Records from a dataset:
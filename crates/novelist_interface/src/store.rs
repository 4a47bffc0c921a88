//! Durable run storage trait.

use async_trait::async_trait;
use novelist_core::{Concept, ConceptId, HistoryRecord, ManuscriptDraft, RunId, RunState, Score};
use novelist_error::NovelistResult;

/// Persistence for run state, concepts, scores and draft histories.
///
/// Histories are append-only. `append_history` must reject records that
/// would leave a gap in a concept's iteration sequence and must be durable
/// when it returns, so a crash never loses an acknowledged draft. Appends
/// for one concept are serialized; appends for different concepts may run
/// concurrently.
#[async_trait]
pub trait RunStore: Send + Sync {
    /// Load the run state, or `None` when the run does not exist.
    async fn load_state(&self, run_id: &RunId) -> NovelistResult<Option<RunState>>;

    /// Replace the stored run state.
    async fn save_state(&self, state: &RunState) -> NovelistResult<()>;

    /// Replace the stored concepts of a run.
    async fn save_concepts(&self, run_id: &RunId, concepts: &[Concept]) -> NovelistResult<()>;

    /// Load the concepts of a run, in generation order.
    async fn load_concepts(&self, run_id: &RunId) -> NovelistResult<Vec<Concept>>;

    /// Replace the stored scores of a run.
    async fn save_scores(&self, run_id: &RunId, scores: &[Score]) -> NovelistResult<()>;

    /// Load the scores of a run.
    async fn load_scores(&self, run_id: &RunId) -> NovelistResult<Vec<Score>>;

    /// Durably append one record to a concept's history.
    async fn append_history(&self, run_id: &RunId, record: &HistoryRecord) -> NovelistResult<()>;

    /// Load a concept's drafts with their critiques, oldest first.
    async fn load_history(
        &self,
        run_id: &RunId,
        concept_id: ConceptId,
    ) -> NovelistResult<Vec<ManuscriptDraft>>;

    /// Write the final manuscript of a finished concept.
    async fn export_manuscript(
        &self,
        run_id: &RunId,
        concept_id: ConceptId,
        text: &str,
    ) -> NovelistResult<()>;
}
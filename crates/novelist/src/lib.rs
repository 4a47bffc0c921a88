//! Novelist: spin-off novel generation driven by an LLM.
//!
//! A run takes a source novel through three phases:
//!
//! 1. **Idea generation** asks the model for distinct spin-off concepts.
//! 2. **Evaluation** scores each concept on a rubric and keeps the best.
//! 3. **Refinement** drafts a manuscript per concept, then alternates
//!    critique and revision until the critique is satisfied or the iteration
//!    cap is reached.
//!
//! State is checkpointed to disk throughout, so interrupted runs resume where
//! they stopped.
//!
//! # Example
//!
//! ```rust,ignore
//! use novelist::{
//!     FileRunStore, NovelistConfig, OpenAICompatibleClient, RunCoordinator, RunId, RunRequest,
//!     TextFileSource,
//! };
//! use std::sync::Arc;
//!
//! let config = NovelistConfig::load(None)?;
//! let driver = Arc::new(OpenAICompatibleClient::from_env(&config.llm)?);
//! let store = Arc::new(FileRunStore::new(&config.run.state_dir));
//! let coordinator = RunCoordinator::new(driver, Arc::new(TextFileSource::new()), store);
//!
//! let summary = coordinator
//!     .run(RunRequest::new(RunId::generate(), "melos.txt", config))
//!     .await?;
//! println!("{} manuscripts written", summary.completed.len());
//! ```

pub mod cli;

pub use novelist_core::{
    Concept, ConceptId, ConceptStatus, ManuscriptDraft, NovelistConfig, RunId, RunPhase, RunState,
    Score, SourceDocument,
};
pub use novelist_error::{FailureClass, NovelistError, NovelistErrorKind, NovelistResult};
pub use novelist_interface::{CompletionDriver, RunStore, SourceProvider};
pub use novelist_models::OpenAICompatibleClient;
pub use novelist_pipeline::{
    CompletionClient, PromptTemplates, RunCoordinator, RunReport, RunRequest, RunSummary,
};
pub use novelist_rate_limit::RateLimiter;
pub use novelist_storage::{FileRunStore, InMemoryRunStore, TextFileSource};
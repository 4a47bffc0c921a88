//! Candidate spin-off concepts.

use serde::{Deserialize, Serialize};
use sha2::{Digest, Sha256};
use std::collections::BTreeMap;
use std::str::FromStr;

/// Identifier of a concept within a run.
///
/// Ids are allocated in generation order starting at 1, so ordering ids
/// orders concepts by when they were generated.
#[derive(
    Debug, Clone, Copy, PartialEq, Eq, Hash, PartialOrd, Ord, Serialize, Deserialize,
)]
#[serde(transparent)]
pub struct ConceptId(u32);

impl ConceptId {
    /// Wraps a generation ordinal.
    pub fn new(ordinal: u32) -> Self {
        Self(ordinal)
    }

    /// Generation ordinal.
    pub fn ordinal(&self) -> u32 {
        self.0
    }

    /// Id following this one.
    pub fn next(&self) -> Self {
        Self(self.0 + 1)
    }
}

impl std::fmt::Display for ConceptId {
    fn fmt(&self, f: &mut std::fmt::Formatter<'_>) -> std::fmt::Result {
        write!(f, "idea-{:03}", self.0)
    }
}

impl FromStr for ConceptId {
    type Err = std::num::ParseIntError;

    /// Accepts both `idea-007` and `7`.
    fn from_str(s: &str) -> Result<Self, Self::Err> {
        let digits = s.trim().trim_start_matches("idea-");
        digits.parse::<u32>().map(Self)
    }
}

/// Where a concept came from.
#[derive(
    Debug, Clone, PartialEq, Eq, Hash, Serialize, Deserialize, derive_getters::Getters,
)]
pub struct Provenance {
    /// Generation round that produced the concept (0 is the first request)
    batch: u32,
    /// Digest of the prompt that produced the concept
    prompt_digest: String,
    /// Model that produced the concept
    model: String,
}

impl Provenance {
    /// Creates a provenance record, digesting the prompt text.
    pub fn new(batch: u32, prompt: &str, model: impl Into<String>) -> Self {
        let digest = Sha256::digest(prompt.as_bytes());
        let hex = format!("{:x}", digest);
        Self {
            batch,
            prompt_digest: hex[..16].to_string(),
            model: model.into(),
        }
    }
}

/// A candidate spin-off: setting plus plot seed, with optional vision details.
#[derive(Debug, Clone, PartialEq, Eq, Serialize, Deserialize, derive_getters::Getters)]
pub struct Concept {
    /// Unique id within the run
    id: ConceptId,
    /// Short slug naming the concept
    name: String,
    /// Setting summary
    setting: String,
    /// Plot summary
    plot: String,
    /// Additional vision fields (theme, tone, protagonist, ...)
    details: BTreeMap<String, String>,
    /// Fingerprint of the normalized setting and plot
    fingerprint: String,
    /// Generation provenance
    provenance: Provenance,
}

impl Concept {
    /// Creates a concept and computes its content fingerprint.
    pub fn new(
        id: ConceptId,
        name: impl Into<String>,
        setting: impl Into<String>,
        plot: impl Into<String>,
        details: BTreeMap<String, String>,
        provenance: Provenance,
    ) -> Self {
        let setting = setting.into();
        let plot = plot.into();
        let fingerprint = content_fingerprint(&setting, &plot);
        Self {
            id,
            name: name.into(),
            setting,
            plot,
            details,
            fingerprint,
            provenance,
        }
    }

    /// Renders the concept as a labelled block for prompts.
    pub fn to_prompt_block(&self) -> String {
        let mut block = format!(
            "Name: {}\nSetting: {}\nPlot: {}",
            self.name, self.setting, self.plot
        );
        for (key, value) in &self.details {
            block.push_str(&format!("\n{}: {}", key, value));
        }
        block
    }
}

/// Lowercases, strips punctuation and collapses whitespace.
///
/// Letters and digits of any script are kept so non-Latin text normalizes
/// meaningfully.
pub fn normalize_content(text: &str) -> String {
    text.chars()
        .map(|c| {
            if c.is_alphanumeric() {
                c.to_lowercase().collect::<String>()
            } else {
                " ".to_string()
            }
        })
        .collect::<String>()
        .split_whitespace()
        .collect::<Vec<_>>()
        .join(" ")
}

/// Fingerprint used to deduplicate concepts by normalized content.
pub fn content_fingerprint(setting: &str, plot: &str) -> String {
    let mut hasher = Sha256::new();
    hasher.update(normalize_content(setting).as_bytes());
    hasher.update(b"\n");
    hasher.update(normalize_content(plot).as_bytes());
    format!("{:x}", hasher.finalize())
}
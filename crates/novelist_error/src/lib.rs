//! Error types for the Novelist pipeline.
//!
//! Every error records the source location where it was created. Errors from
//! the individual areas (completion calls, storage, configuration, pipeline
//! control) are aggregated into [`NovelistError`].

mod completion;
mod config;
mod pipeline;
mod storage;

pub use completion::{CompletionError, CompletionErrorKind};
pub use config::ConfigError;
pub use pipeline::{PipelineError, PipelineErrorKind};
pub use storage::{StorageError, StorageErrorKind};

/// Recovery class of a failure.
///
/// - `Validation`: malformed prompt or output shape, recovered by regenerating
///   within a bounded number of attempts.
/// - `Transient`: network trouble or rate limiting, recovered by backoff retry.
/// - `Fatal`: credential problems, exhausted retries, malformed source.
#[derive(Debug, Clone, Copy, PartialEq, Eq, Hash, derive_more::Display)]
pub enum FailureClass {
    /// Output or prompt shape was unusable
    #[display("validation")]
    Validation,
    /// Temporary failure worth retrying
    #[display("transient")]
    Transient,
    /// Unrecoverable failure
    #[display("fatal")]
    Fatal,
}

/// Trait for errors that support retry logic.
///
/// # Examples
///
/// ```
/// use novelist_error::{CompletionError, CompletionErrorKind, RetryableError};
///
/// let err = CompletionError::new(CompletionErrorKind::Http {
///     status: 503,
///     message: "Service unavailable".to_string(),
/// });
/// assert!(err.is_retryable());
///
/// let err = CompletionError::new(CompletionErrorKind::Unauthorized("bad key".into()));
/// assert!(!err.is_retryable());
/// ```
pub trait RetryableError {
    /// Returns true if this error should trigger a retry.
    fn is_retryable(&self) -> bool;
}

/// Crate-level error variants.
#[derive(Debug, derive_more::From, derive_more::Display)]
pub enum NovelistErrorKind {
    /// Completion endpoint failure
    #[display("{_0}")]
    Completion(CompletionError),
    /// Configuration error
    #[display("{_0}")]
    Config(ConfigError),
    /// Persistence failure
    #[display("{_0}")]
    Storage(StorageError),
    /// Orchestration failure
    #[display("{_0}")]
    Pipeline(PipelineError),
}

/// Novelist error with kind discrimination.
#[derive(Debug)]
pub struct NovelistError(Box<NovelistErrorKind>);

impl NovelistError {
    /// Create a new error from a kind.
    pub fn new(kind: NovelistErrorKind) -> Self {
        Self(Box::new(kind))
    }

    /// Get the error kind.
    pub fn kind(&self) -> &NovelistErrorKind {
        &self.0
    }

    /// Recovery class of the underlying failure.
    pub fn failure_class(&self) -> FailureClass {
        match self.kind() {
            NovelistErrorKind::Completion(e) => e.kind.failure_class(),
            NovelistErrorKind::Pipeline(e) => e.kind.failure_class(),
            NovelistErrorKind::Config(_) | NovelistErrorKind::Storage(_) => FailureClass::Fatal,
        }
    }

    /// True when the failure was caused by run cancellation.
    pub fn is_cancelled(&self) -> bool {
        match self.kind() {
            NovelistErrorKind::Completion(e) => e.kind == CompletionErrorKind::Cancelled,
            NovelistErrorKind::Pipeline(e) => e.kind == PipelineErrorKind::Cancelled,
            _ => false,
        }
    }
}

impl std::fmt::Display for NovelistError {
    fn fmt(&self, f: &mut std::fmt::Formatter<'_>) -> std::fmt::Result {
        write!(f, "Novelist Error: {}", self.0)
    }
}

impl std::error::Error for NovelistError {}

// Generic From implementation for any type that converts to NovelistErrorKind
impl<T> From<T> for NovelistError
where
    T: Into<NovelistErrorKind>,
{
    fn from(err: T) -> Self {
        Self::new(err.into())
    }
}

/// Result type for Novelist operations.
pub type NovelistResult<T> = std::result::Result<T, NovelistError>;

#[cfg(test)]
mod tests {
    use super::*;

    #[test]
    fn test_failure_class_propagates_through_wrapper() {
        let err: NovelistError = CompletionError::new(CompletionErrorKind::Timeout(
            "30s elapsed".to_string(),
        ))
        .into();
        assert_eq!(err.failure_class(), FailureClass::Transient);

        let err: NovelistError =
            PipelineError::new(PipelineErrorKind::MalformedOutput("no json".into())).into();
        assert_eq!(err.failure_class(), FailureClass::Validation);

        let err: NovelistError = ConfigError::new("workers must be positive").into();
        assert_eq!(err.failure_class(), FailureClass::Fatal);
    }

    #[test]
    fn test_cancellation_detection() {
        let err: NovelistError = CompletionError::new(CompletionErrorKind::Cancelled).into();
        assert!(err.is_cancelled());

        let err: NovelistError = PipelineError::new(PipelineErrorKind::NoIdeasGenerated).into();
        assert!(!err.is_cancelled());
    }

    #[test]
    fn test_display_includes_location() {
        let err: NovelistError = StorageError::new(StorageErrorKind::NotFound(
            "runs/abc/run_state.json".into(),
        ))
        .into();
        let text = err.to_string();
        assert!(text.starts_with("Novelist Error: Storage Error: Not found"));
        assert!(text.contains("lib.rs"));
    }
}
#[tokio::test]
async fn test_failed_concept_can_be_reopened_and_finished() {
    let inner = InMemoryRunStore::new();
    let flaky = Arc::new(FlakyStore {
        inner: inner.clone(),
        appends_left: AtomicUsize::new(2),
        interrupt: None,
    });
    let id = run_id("reopen");
    let mut config = test_config(1, 3);
    config.run.workers = 1;
    let driver = Arc::new(ScriptedDriver::new().critique_policy(CritiquePolicy::Never));

    let summary = coordinator(driver.clone(), StaticSource::with_segments(5), flaky)
        .run(RunRequest::new(id.clone(), "melos.txt", config.clone()))
        .await
        .unwrap();
    assert!(summary.is_complete());
    assert_eq!(summary.failed.len(), 1);
    assert!(summary.failed[0].1.contains("disk full"));

    let healthy: Arc<dyn RunStore> = Arc::new(inner.clone());
    let coordinator = coordinator(driver.clone(), StaticSource::with_segments(5), healthy);
    let state = coordinator.reopen(&id, ConceptId::new(1)).await.unwrap();
    assert_eq!(*state.phase(), RunPhase::Refinement);

    let summary = coordinator
        .run(RunRequest::new(id.clone(), "melos.txt", config))
        .await
        .unwrap();
    assert!(summary.is_complete());
    assert_eq!(summary.completed, vec![ConceptId::new(1)]);
    assert_eq!(assert_contiguous(&inner, &id, ConceptId::new(1)).await, 3);

    let report = coordinator.report(&id).await.unwrap();
    assert_eq!(report.drafts.get(&ConceptId::new(1)), Some(&3));
    let text = report.to_string();
    assert!(text.contains("Run reopen [complete]"));
    assert!(text.contains("idea-001"));

    // Done concepts stay done
    assert!(coordinator.reopen(&id, ConceptId::new(1)).await.is_err());
}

Work required
With "recovered" as the string to find, copy every line of the records that holds it.

Solution to this exercise
/// - `Validation`: malformed prompt or output shape, recovered by regenerating
/// - `Transient`: network trouble or rate limiting, recovered by backoff retry.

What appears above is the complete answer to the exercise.